• [TASK DIRECTIONS]: Each line of the data below that carries the word "operation" needs to be copied.

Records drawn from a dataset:
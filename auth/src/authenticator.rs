use crate::jwt::Claims;
use crate::jwt::JwtError;
use crate::jwt::JwtHandler;
use crate::password::PasswordError;
use crate::password::PasswordHasher;
use crate::role::Role;

/// Authentication coordinator combining password verification and token issuance.
///
/// Built once at startup from the configured signing secret and shared
/// read-only across requests.
pub struct Authenticator {
    password_hasher: PasswordHasher,
    jwt_handler: JwtHandler,
}

/// Result of successful authentication.
pub struct AuthenticationResult {
    /// Signed access token
    pub access_token: String,
}

/// Authentication operation errors.
#[derive(Debug, thiserror::Error)]
pub enum AuthenticationError {
    #[error("Invalid credentials")]
    InvalidCredentials,

    #[error("Password error: {0}")]
    PasswordError(#[from] PasswordError),

    #[error("JWT error: {0}")]
    JwtError(#[from] JwtError),
}

impl Authenticator {
    /// Create a new authenticator.
    ///
    /// # Arguments
    /// * `jwt_secret` - Secret key for JWT signing
    pub fn new(jwt_secret: &[u8]) -> Self {
        Self {
            password_hasher: PasswordHasher::new(),
            jwt_handler: JwtHandler::new(jwt_secret),
        }
    }

    /// Hash a password for storage.
    ///
    /// # Errors
    /// * `PasswordError` - Hashing operation failed
    pub fn hash_password(&self, password: &str) -> Result<String, PasswordError> {
        self.password_hasher.hash(password)
    }

    /// Verify credentials and issue a token for `subject` with `role`.
    ///
    /// # Arguments
    /// * `password` - Plaintext password to verify
    /// * `stored_hash` - Stored password hash
    /// * `subject` - Identity to assert
    /// * `role` - Role to assert
    ///
    /// # Errors
    /// * `InvalidCredentials` - Password does not match
    /// * `PasswordError` - Stored hash is unreadable
    /// * `JwtError` - Token generation failed
    pub fn authenticate(
        &self,
        password: &str,
        stored_hash: &str,
        subject: impl ToString,
        role: Role,
    ) -> Result<AuthenticationResult, AuthenticationError> {
        if !self.password_hasher.verify(password, stored_hash)? {
            return Err(AuthenticationError::InvalidCredentials);
        }

        let access_token = self.issue_token(subject, role)?;

        Ok(AuthenticationResult { access_token })
    }

    /// Issue a token without password verification.
    pub fn issue_token(&self, subject: impl ToString, role: Role) -> Result<String, JwtError> {
        self.jwt_handler.encode(&Claims::for_identity(subject, role))
    }

    /// Validate and decode a token.
    ///
    /// # Errors
    /// * `InvalidToken` - Signature mismatch
    /// * `Expired` - Validity window has elapsed
    /// * `Malformed` - Token absent or unparseable
    pub fn verify_token(&self, token: &str) -> Result<Claims, JwtError> {
        self.jwt_handler.decode(token)
    }
}

#[cfg(test)]
mod tests {
    use super::*;

    const SECRET: &[u8] = b"test_secret_key_at_least_32_bytes!";

    #[test]
    fn test_authenticate_success() {
        let authenticator = Authenticator::new(SECRET);

        let password = "my_password";
        let hash = authenticator
            .hash_password(password)
            .expect("Failed to hash password");

        let result = authenticator
            .authenticate(password, &hash, "user123", Role::User)
            .expect("Authentication failed");

        assert!(!result.access_token.is_empty());

        let decoded = authenticator
            .verify_token(&result.access_token)
            .expect("Token validation failed");
        assert_eq!(decoded.sub, "user123");
        assert_eq!(decoded.role, Role::User);
    }

    #[test]
    fn test_authenticate_invalid_password() {
        let authenticator = Authenticator::new(SECRET);

        let hash = authenticator
            .hash_password("my_password")
            .expect("Failed to hash password");

        let result = authenticator.authenticate("wrong_password", &hash, "user123", Role::Admin);
        assert!(matches!(
            result,
            Err(AuthenticationError::InvalidCredentials)
        ));
    }

    #[test]
    fn test_issue_and_verify_admin_token() {
        let authenticator = Authenticator::new(SECRET);

        let token = authenticator
            .issue_token("admin1", Role::Admin)
            .expect("Failed to generate token");

        let decoded = authenticator
            .verify_token(&token)
            .expect("Failed to validate token");

        assert_eq!(decoded.sub, "admin1");
        assert!(decoded.role.is_admin());
    }

    #[test]
    fn test_verify_token_from_other_secret() {
        let issuer = Authenticator::new(SECRET);
        let verifier = Authenticator::new(b"another_secret_key_at_least_32_bytes");

        let token = issuer.issue_token("user123", Role::User).unwrap();

        assert!(matches!(
            verifier.verify_token(&token),
            Err(JwtError::InvalidToken)
        ));
    }
}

• [RESPONSE TO THE EXERCISE]:
/// Authentication operation errors.
    /// * `PasswordError` - Hashing operation failed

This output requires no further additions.